Task objective: Nothing is needed except the lines below that run from the one with "fn detect(series: &TimeSeries, method: BreakMethod)" through the one with "let series = series(vec![0, 36, 72], vec![0.0, 10.0, 19.9]);", repeated exactly.

Records from a data source:
┌──
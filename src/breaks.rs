//! Break time detection
//!
//! Classifies every recorded interval as moving or break. Four methods are
//! available:
//! - Time and distance: the position stays within a radius for a minimum time
//! - Slice speed: the speed between two samples is too low
//! - Average speed: the speed over a short time window is too low
//! - Average and slice speed: both speeds are too low for a minimum time
//!
//! Speeds are compared in tenths of km/h so values on a threshold are not
//! subject to floating point noise.

use tracing::debug;

use crate::config::BreakMethod;
use crate::error::ComputeError;
use crate::smoothing::min_time_slice_window;
use crate::types::{BreakClassification, TimeSeries};

/// Time span of the average speed window (seconds)
pub const AVG_SPEED_WINDOW_SECONDS: u32 = 20;

/// Speed in km/h as an integer number of 0.1 km/h
fn quantize_speed(speed_kmh: f64) -> i64 {
    (speed_kmh * 10.0).round() as i64
}

/// Break time detector
pub struct BreakTimeDetector;

impl BreakTimeDetector {
    /// Classify the intervals of `series`, every method requires the distance channel
    pub fn detect(
        series: &TimeSeries,
        method: &BreakMethod,
    ) -> Result<BreakClassification, ComputeError> {
        let distance = series.require_distance()?;
        let time = series.time();

        let flags = match *method {
            BreakMethod::TimeAndDistance {
                shortest_break_seconds,
                max_distance_meters,
                slice_diff_minutes,
            } => {
                let mut flags =
                    stationary_flags(time, distance, shortest_break_seconds, max_distance_meters);
                merge_short_gaps(series, &mut flags, slice_diff_minutes.saturating_mul(60));
                flags
            }
            BreakMethod::SliceSpeed { min_slice_speed } => {
                slice_speed_flags(time, distance, min_slice_speed)
            }
            BreakMethod::AvgSpeed { min_avg_speed } => {
                avg_speed_flags(time, distance, min_avg_speed)
            }
            BreakMethod::AvgAndSliceSpeed {
                min_avg_speed,
                min_slice_speed,
                min_slice_time_seconds,
            } => {
                let slice = slice_speed_flags(time, distance, min_slice_speed);
                let avg = avg_speed_flags(time, distance, min_avg_speed);
                let mut flags: Vec<bool> = slice.iter().zip(&avg).map(|(&s, &a)| s && a).collect();
                clear_short_breaks(series, &mut flags, min_slice_time_seconds);
                flags
            }
        };

        let classification = BreakClassification::from_flags(series, flags);

        debug!(
            method = method.id(),
            samples = series.len(),
            breaks = classification.break_count(),
            break_seconds = classification.total_break_seconds(),
            "break time detection"
        );

        Ok(classification)
    }
}

/// Break iff the speed of the interval ending at `i` is below the threshold.
///
/// Intervals without elapsed time take over the state of the previous interval.
fn slice_speed_flags(time: &[u32], distance: &[f64], min_slice_speed: f64) -> Vec<bool> {
    let threshold = quantize_speed(min_slice_speed);
    let mut flags = vec![false; time.len()];

    for index in 1..time.len() {
        let dt = time[index] - time[index - 1];
        flags[index] = if dt == 0 {
            flags[index - 1]
        } else {
            let speed = (distance[index] - distance[index - 1]) / dt as f64 * 3.6;
            quantize_speed(speed) < threshold
        };
    }

    flags
}

/// Break iff the average speed over a window of about 20 s is below the threshold
fn avg_speed_flags(time: &[u32], distance: &[f64], min_avg_speed: f64) -> Vec<bool> {
    let threshold = quantize_speed(min_avg_speed);
    let mut flags = vec![false; time.len()];

    for index in 1..time.len() {
        let (low, high) = min_time_slice_window(time, index, AVG_SPEED_WINDOW_SECONDS);
        let dt = time[high] - time[low];
        flags[index] = if dt == 0 {
            flags[index - 1]
        } else {
            let speed = (distance[high] - distance[low]) / dt as f64 * 3.6;
            quantize_speed(speed) < threshold
        };
    }

    flags
}

/// Mark every window `[start, end]` which stays within `max_distance` for at
/// least `shortest_break` seconds.
///
/// Distance is non-decreasing, so the farthest reachable end only moves
/// forward with the start and both pointers walk the series once.
fn stationary_flags(
    time: &[u32],
    distance: &[f64],
    shortest_break: u32,
    max_distance: f64,
) -> Vec<bool> {
    let len = time.len();
    let mut flags = vec![false; len];
    let mut end = 0;
    // intervals up to this index are already marked
    let mut marked = 0;

    for start in 0..len {
        end = end.max(start);
        while end + 1 < len && distance[end + 1] - distance[start] <= max_distance {
            end += 1;
        }

        if end > start && time[end] - time[start] >= shortest_break {
            for flag in flags.iter_mut().take(end + 1).skip(marked.max(start) + 1) {
                *flag = true;
            }
            marked = marked.max(end);
        }
    }

    flags
}

/// Consecutive equal flags as `(is_break, first, last)`, starting at interval 1
fn runs(flags: &[bool]) -> Vec<(bool, usize, usize)> {
    let mut runs: Vec<(bool, usize, usize)> = Vec::new();

    for (index, &flag) in flags.iter().enumerate().skip(1) {
        match runs.last_mut() {
            Some((state, _, last)) if *state == flag => *last = index,
            _ => runs.push((flag, index, index)),
        }
    }

    runs
}

fn run_seconds(series: &TimeSeries, first: usize, last: usize) -> u32 {
    (first..=last).map(|index| series.elapsed(index)).sum()
}

/// Turn moving gaps shorter than `max_gap` seconds between two breaks into break
fn merge_short_gaps(series: &TimeSeries, flags: &mut [bool], max_gap: u32) {
    let runs = runs(flags);

    for window in runs.windows(3) {
        let (before, gap, after) = (window[0], window[1], window[2]);
        if before.0 && !gap.0 && after.0 && run_seconds(series, gap.1, gap.2) < max_gap {
            for flag in &mut flags[gap.1..=gap.2] {
                *flag = true;
            }
        }
    }
}

/// Clear break runs lasting less than `min_seconds`
fn clear_short_breaks(series: &TimeSeries, flags: &mut [bool], min_seconds: u32) {
    for (is_break, first, last) in runs(flags) {
        if is_break && run_seconds(series, first, last) < min_seconds {
            for flag in &mut flags[first..=last] {
                *flag = false;
            }
        }
    }
}

#[cfg(test)]
mod tests {
    use super::*;
    use crate::types::Channel;
    use pretty_assertions::assert_eq;
    use proptest::prelude::*;

    fn series(time: Vec<u32>, distance: Vec<f64>) -> TimeSeries {
        TimeSeries::new(time).unwrap().with_distance(distance).unwrap()
    }

    fn detect(series: &TimeSeries, method: BreakMethod) -> BreakClassification {
        BreakTimeDetector::detect(series, &method).unwrap()
    }

    #[test]
    fn test_slice_speed_stationary_tail() {
        let series = series(vec![0, 10, 20, 30, 40], vec![0.0, 50.0, 100.0, 100.0, 100.0]);
        let breaks = detect(&series, BreakMethod::slice_speed());

        assert_eq!(breaks.flags(), &[false, false, false, true, true]);
        assert_eq!(breaks.total_break_seconds(), 20);
        assert_eq!(breaks.break_count(), 1);
    }

    #[test]
    fn test_speed_on_threshold_is_moving() {
        // 10 m in 36 s is 1.0 km/h and 9.9 m in 36 s rounds to it
        let series = series(vec![0, 36, 72], vec![0.0, 10.0, 19.9]);
        let breaks = detect(&series, BreakMethod::SliceSpeed { min_slice_speed: 1.0 });

        assert_eq!(breaks.flags(), &[false, false, false]);
    }

    #[test]
    fn test_missing_distance() {
        let series = TimeSeries::new(vec![0, 1, 2]).unwrap();
        let result = BreakTimeDetector::detect(&series, &BreakMethod::default());

        assert!(matches!(
            result,
            Err(ComputeError::MissingChannel(Channel::Distance))
        ));
    }

    #[test]
    fn test_single_sample() {
        let series = series(vec![0], vec![0.0]);
        let breaks = detect(&series, BreakMethod::default());

        assert_eq!(breaks.flags(), &[false]);
        assert_eq!(breaks.total_break_seconds(), 0);
    }

    #[test]
    fn test_avg_speed_smooths_single_slow_slice() {
        // one slow 5 s slice inside a ride at 18 km/h
        let time: Vec<u32> = (0..13).map(|i| i * 5).collect();
        let mut distance = vec![0.0];
        for i in 1..13 {
            let step = if i == 6 { 0.5 } else { 25.0 };
            distance.push(distance[i - 1] + step);
        }
        let series = series(time, distance);

        let slice = detect(&series, BreakMethod::SliceSpeed { min_slice_speed: 2.0 });
        let avg = detect(&series, BreakMethod::AvgSpeed { min_avg_speed: 2.0 });

        assert!(slice.is_break(6));
        assert_eq!(avg.total_break_seconds(), 0);
    }

    #[test]
    fn test_avg_and_slice_speed_requires_min_time() {
        let time = vec![0, 10, 20, 21, 30, 40, 50, 60, 70, 80];
        let distance = vec![0.0, 100.0, 200.0, 200.0, 300.0, 300.0, 300.0, 300.0, 300.0, 300.0];
        let series = series(time, distance);

        let method = BreakMethod::AvgAndSliceSpeed {
            min_avg_speed: 40.0,
            min_slice_speed: 1.0,
            min_slice_time_seconds: 2,
        };
        let breaks = detect(&series, method);

        // the 1 s stop at sample 3 is too short, the final stop is kept
        assert!(!breaks.is_break(3));
        assert!(breaks.is_break(5));
        assert!(breaks.is_break(9));
    }

    #[test]
    fn test_time_and_distance_detects_stop() {
        let time: Vec<u32> = (0..10).map(|i| i * 10).collect();
        let distance = vec![0.0, 100.0, 200.0, 205.0, 210.0, 212.0, 215.0, 300.0, 400.0, 500.0];
        let series = series(time, distance);

        let method = BreakMethod::TimeAndDistance {
            shortest_break_seconds: 30,
            max_distance_meters: 20.0,
            slice_diff_minutes: 0,
        };
        let breaks = detect(&series, method);

        assert_eq!(
            breaks.flags(),
            &[false, false, false, true, true, true, true, false, false, false]
        );
        assert_eq!(breaks.total_break_seconds(), 40);
    }

    #[test]
    fn test_time_and_distance_merges_short_gap() {
        let time: Vec<u32> = (0..9).map(|i| i * 60).collect();
        let distance = vec![0.0, 0.0, 0.0, 500.0, 500.0, 500.0, 1500.0, 2500.0, 3500.0];
        let series = series(time, distance);

        let separate = detect(
            &series,
            BreakMethod::TimeAndDistance {
                shortest_break_seconds: 60,
                max_distance_meters: 10.0,
                slice_diff_minutes: 0,
            },
        );
        assert_eq!(separate.break_count(), 2);
        assert!(!separate.is_break(3));

        let merged = detect(
            &series,
            BreakMethod::TimeAndDistance {
                shortest_break_seconds: 60,
                max_distance_meters: 10.0,
                slice_diff_minutes: 5,
            },
        );
        assert_eq!(merged.break_count(), 1);
        assert!(merged.is_break(3));
        assert_eq!(merged.total_break_seconds(), 300);
    }

    #[test]
    fn test_fully_stationary_series() {
        let time = vec![0, 15, 30, 45, 60, 75, 90];
        let series = series(time, vec![42.0; 7]);

        for method in [
            BreakMethod::time_and_distance(),
            BreakMethod::slice_speed(),
            BreakMethod::avg_speed(),
            BreakMethod::default(),
        ] {
            let breaks = detect(&series, method);
            assert_eq!(
                breaks.total_break_seconds(),
                series.recording_time(),
                "{}",
                method.id()
            );
        }
    }

    proptest! {
        #[test]
        fn prop_total_matches_flags(
            steps in prop::collection::vec((0u32..60, 0.0f64..200.0), 1..120),
            method_index in 0usize..4,
        ) {
            let mut t = 0;
            let mut d = 0.0;
            let mut time = vec![0];
            let mut distance = vec![0.0];
            for (dt, dd) in &steps {
                t += dt;
                d += dd;
                time.push(t);
                distance.push(d);
            }
            let series = series(time, distance);

            let method = [
                BreakMethod::time_and_distance(),
                BreakMethod::slice_speed(),
                BreakMethod::avg_speed(),
                BreakMethod::default(),
            ][method_index];
            let breaks = detect(&series, method);

            let expected: u32 = (0..series.len())
                .filter(|&i| breaks.is_break(i))
                .map(|i| series.elapsed(i))
                .sum();
            prop_assert_eq!(breaks.total_break_seconds(), expected);
            prop_assert!(!breaks.is_break(0));
            prop_assert!(breaks.total_break_seconds() <= series.recording_time());
        }

        #[test]
        fn prop_fast_series_has_no_breaks(
            steps in prop::collection::vec((1u32..30, 20.0f64..40.0), 1..80),
        ) {
            // at least 20 m/s on every slice, far above every default threshold
            let mut t = 0;
            let mut d = 0.0;
            let mut time = vec![0];
            let mut distance = vec![0.0];
            for (dt, speed) in &steps {
                t += dt;
                d += speed * *dt as f64;
                time.push(t);
                distance.push(d);
            }
            let series = series(time, distance);

            for method in [BreakMethod::slice_speed(), BreakMethod::avg_speed(), BreakMethod::default()] {
                prop_assert_eq!(detect(&series, method).total_break_seconds(), 0);
            }
        }
    }
}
└──
Answer for this exercise:
    fn detect(series: &TimeSeries, method: BreakMethod) -> BreakClassification {
        BreakTimeDetector::detect(series, &method).unwrap()
    }

    #[test]
    fn test_slice_speed_stationary_tail() {
        let series = series(vec![0, 10, 20, 30, 40], vec![0.0, 50.0, 100.0, 100.0, 100.0]);
        let breaks = detect(&series, BreakMethod::slice_speed());

        assert_eq!(breaks.flags(), &[false, false, false, true, true]);
        assert_eq!(breaks.total_break_seconds(), 20);
        assert_eq!(breaks.break_count(), 1);
    }

    #[test]
    fn test_speed_on_threshold_is_moving() {
        // 10 m in 36 s is 1.0 km/h and 9.9 m in 36 s rounds to it
        let series = series(vec![0, 36, 72], vec![0.0, 10.0, 19.9]);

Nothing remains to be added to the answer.